Nr. 13(†) Holzen, Kapelle St. Nicolai 1404

Beschreibung

Kreuzstein. Roter Sandstein. Aufgestellt vor der Kapelle in Holzen. 1982 wiederentdeckt, nachdem er bis dahin als Brücke über den Mühlenbach gedient hatte.1) Auf der heutigen Frontseite ein nasenbesetztes Scheibenkreuz in vertieftem Feld; auf der Gegenseite, der ursprünglichen Vorderseite, ein Scheibenkreuz. Die eingehauene Inschrift A im Scheibenring, stark verwittert und abgetreten, Wortrenner in Form von Quadrangeln. Eine vermutlich kurz nach der Mitte des 17. Jahrhunderts angefertigte Zeichnung zeigt diese Seite als ein Radkreuz auf einem Hügel, links vom Kreuzesstamm ein Sech (Pflugmesser), rechts eine Pflugschar (vgl. Nr. 23). Aufgestellt war der Stein neben dem Dorfe Holtensen (Holzen) unterm Rothen-Stein grund vor dem letzten Haus am Weg nach Eschershausen.2) Es dürfte sich um einen der beiden von Hassel bereits 1775 als verschollen genannten Kreuzsteine bei Holzen handeln.3)

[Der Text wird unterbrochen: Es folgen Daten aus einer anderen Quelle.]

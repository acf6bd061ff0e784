//! Plan report: one row per address plus the unreserved range and host totals.

use super::terminal::{binary_with_boundary, dotted_label, format_field};
use crate::models::Address;
use crate::processing::{SubnetPlan, UnreservedRange};
use colored::Colorize;
use itertools::Itertools;
use serde::Serialize;
use std::net::Ipv4Addr;

const HEADER: [&str; 9] = [
    "idx",
    "address",
    "network",
    "mask",
    "broadcast",
    "first_host",
    "last_host",
    "hosts",
    "requested",
];
const FIELD_WIDTHS: [usize; 9] = [5, 20, 17, 17, 17, 17, 17, 12, 11];
const LABEL_WIDTH: usize = 24;

/// Represents one address of a plan for output.
#[derive(Debug, Clone, PartialEq, Eq, Serialize)]
pub struct PlanRow {
    /// 0 for the parent network, 1.. for subnets.
    pub index: usize,
    /// Address as given, with prefix length.
    pub address: String,
    pub network: String,
    pub mask: String,
    pub broadcast: String,
    pub first_host: String,
    pub last_host: String,
    /// Usable host addresses.
    pub hosts: u64,
    /// Host count asked for, subnets only.
    pub requested: Option<u64>,
}

impl PlanRow {
    pub fn new(index: usize, address: &Address, requested: Option<u64>) -> PlanRow {
        PlanRow {
            index,
            address: address.to_string(),
            network: address.network_address(),
            mask: address.mask_address(),
            broadcast: address.broadcast_address(),
            first_host: host_field(address.first_host()),
            last_host: host_field(address.last_host()),
            hosts: address.usable_hosts(),
            requested,
        }
    }

    fn fields(&self) -> [String; 9] {
        [
            self.index.to_string(),
            self.address.clone(),
            self.network.clone(),
            self.mask.clone(),
            self.broadcast.clone(),
            self.first_host.clone(),
            self.last_host.clone(),
            self.hosts.to_string(),
            self.requested
                .map(|r| r.to_string())
                .unwrap_or_else(|| "-".to_string()),
        ]
    }
}

fn host_field(host: Option<Ipv4Addr>) -> String {
    match host {
        Some(host) => host.to_string(),
        None => "-".to_string(),
    }
}

/// Everything printed for one run.
#[derive(Debug, Clone, PartialEq, Eq, Serialize)]
pub struct PlanReport {
    pub rows: Vec<PlanRow>,
    pub unreserved: Option<UnreservedRange>,
    /// Total addresses in the parent network.
    pub capacity: u64,
    pub hosts_assigned: u64,
    pub hosts_left: u64,
}

impl PlanReport {
    /// Report for a single address without subnets.
    pub fn from_address(address: &Address) -> PlanReport {
        PlanReport {
            rows: vec![PlanRow::new(0, address, None)],
            unreserved: None,
            capacity: address.capacity(),
            hosts_assigned: 0,
            hosts_left: address.capacity(),
        }
    }

    pub fn from_plan(plan: &SubnetPlan) -> PlanReport {
        let mut rows = vec![PlanRow::new(0, plan.parent(), None)];
        for (i, (child, request)) in plan.children().iter().zip(plan.requests()).enumerate() {
            rows.push(PlanRow::new(i + 1, child, Some(request.requested)));
        }
        PlanReport {
            rows,
            unreserved: plan.unreserved().copied(),
            capacity: plan.parent().capacity(),
            hosts_assigned: plan.hosts_assigned(),
            hosts_left: plan.hosts_left(),
        }
    }

    /// Header and one quoted, comma separated line per row.
    pub fn csv_lines(&self) -> Vec<String> {
        let header = HEADER
            .iter()
            .zip(FIELD_WIDTHS)
            .map(|(name, width)| format_field(name, width))
            .join(",");
        let mut lines = vec![header];
        for row in &self.rows {
            lines.push(
                row.fields()
                    .iter()
                    .zip(FIELD_WIDTHS)
                    .map(|(field, width)| format_field(field, width))
                    .join(","),
            );
        }
        lines
    }

    /// Summary lines, uncolored.
    pub fn summary_lines(&self) -> Vec<String> {
        let mut lines = Vec::new();
        match &self.unreserved {
            Some(range) => lines.push(format!(
                "Unreserved addresses: {} - {}",
                range.start, range.end
            )),
            None if self.rows.len() > 1 => lines.push("Unreserved addresses: none".to_string()),
            None => {}
        }
        lines.push(format!(
            "Hosts left: {} out of {}, assigned: {}",
            self.hosts_left, self.capacity, self.hosts_assigned
        ));
        lines
    }

    pub fn print_csv(&self) {
        for line in self.csv_lines() {
            println!("{line}");
        }
        for line in self.summary_lines() {
            println!("#{}# {line}", "NOTE".on_blue());
        }
    }

    pub fn print_json(&self) -> Result<(), serde_json::Error> {
        println!("{}", serde_json::to_string_pretty(self)?);
        Ok(())
    }
}

/// Binary view of one address, octets separated and the mask boundary marked.
pub fn binary_lines(address: &Address) -> Vec<String> {
    let prefix = address.prefix_length();
    let views = [
        ("IPv4 Address", address.binary_address()),
        ("Network Address", address.binary_network()),
        ("Subnet Mask", address.binary_mask()),
        ("NOT(Subnet Mask)", address.binary_not_mask()),
        ("Broadcast Address", address.binary_broadcast()),
    ];
    views
        .iter()
        .map(|(label, bits)| {
            format!(
                "{} {}",
                dotted_label(label, LABEL_WIDTH),
                binary_with_boundary(bits, prefix)
            )
        })
        .collect()
}

pub fn print_binary(index: usize, address: &Address) {
    let title = if index == 0 {
        format!(">> Network {address}")
    } else {
        format!(">> Subnet {index}: {address}")
    };
    println!("{}", title.bold());
    for line in binary_lines(address) {
        println!("\t{line}");
    }
}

Inschrift ergänzt nach StAW 2 Alt, Nr. 2781.

Maße: H.: 135 cm; B.: 88 cm; Bu.: 4,5 cm.

Schriftart(en): Gotische Majuskel.

Akademie der Wissenschaften zu Göttingen (Meike Willing) [1/2]

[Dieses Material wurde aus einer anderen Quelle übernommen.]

//! Command line arguments.

use crate::config::{Config, OutputFormat};
use crate::models::MaskCheck;
use clap::Parser;

#[derive(Parser, Debug)]
#[command(name = "subnet-planner")]
#[command(version, about = "IPv4 subnet calculator and VLSM planner")]
pub struct Cli {
    /// IPv4 address, e.g. 192.168.1.0
    pub address: String,
    /// Subnet mask as /N, N or dotted-decimal, e.g. /24 or 255.255.255.0
    pub mask: String,
    /// Host counts of the subnets to carve out, comma separated or repeated
    #[arg(short = 'n', long = "hosts", value_delimiter = ',')]
    pub hosts: Vec<u64>,
    /// Also print binary views of every address
    #[arg(short, long)]
    pub binary: bool,
    /// Print the report as JSON
    #[arg(long)]
    pub json: bool,
    /// Accept dotted masks with non-contiguous one-bits
    #[arg(long)]
    pub permissive_mask: bool,
}

impl Cli {
    /// Flags given on the command line win over the environment.
    pub fn apply(&self, config: &mut Config) {
        if self.binary {
            config.full_binary = true;
        }
        if self.json {
            config.format = OutputFormat::Json;
        }
        if self.permissive_mask {
            config.mask_check = MaskCheck::Permissive;
        }
    }
}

  1. [+ · ANNO DO(MIN)Ia)] · [M] · CCCC · IIII · [IIIb) · YDc) NOV(EMBRIS)d)4) · TORTU(RI)Se) · DAM(N)A(TUS)f) · O(BIIT) · ]

Übersetzung:

Im Jahr des Herrn 1404, am 3. Tag vor den Iden des November, ist der zur Folter Verurteilte gestorben.

Kommentar

Die Schrift ist anhand der Abzeichnung des 17. Jahrhunderts (vgl. Abb. 57) eindeutig als gotische Majuskel zu identifizieren. Die keilförmigen Verbreiterungen an die Schäften der erhaltenen I werden in der Abzeichnung als Serifen wiedergegeben; da diese regelmäßig an den Schaftenden erscheinen, dürften die keilförmigen Verbreiterungen allgemein vorauszusetzen sein. Das spitze A erscheint in ANNO und beim zweiten A in DAM(N)A(TUS) mit, sonst ohne Deckbalken. Bei dem links geschlossenen M in DAM(N)A(TUS) ist das offene Ende hochgebogen; N ist rund.

Der Berichterstatter des 17. Jahrhunderts überliefert auch eine Geschichte zu dem Stein: Die Tradition lautet von diesem Steine, daß jemand Feldfrüchte gestohlen. Sey er also niedergeworfen und solchergestalt in der [d. h. die] Erde u(nd) todtgepflüget worden.5)

Textkritischer Apparat

  1. DO(MIN)I] Der Schaft des I ist am Original schwach zu erkennen.
  2. III] Die oberen verbreiterten Schaftenden sind am Original noch zu erkennen.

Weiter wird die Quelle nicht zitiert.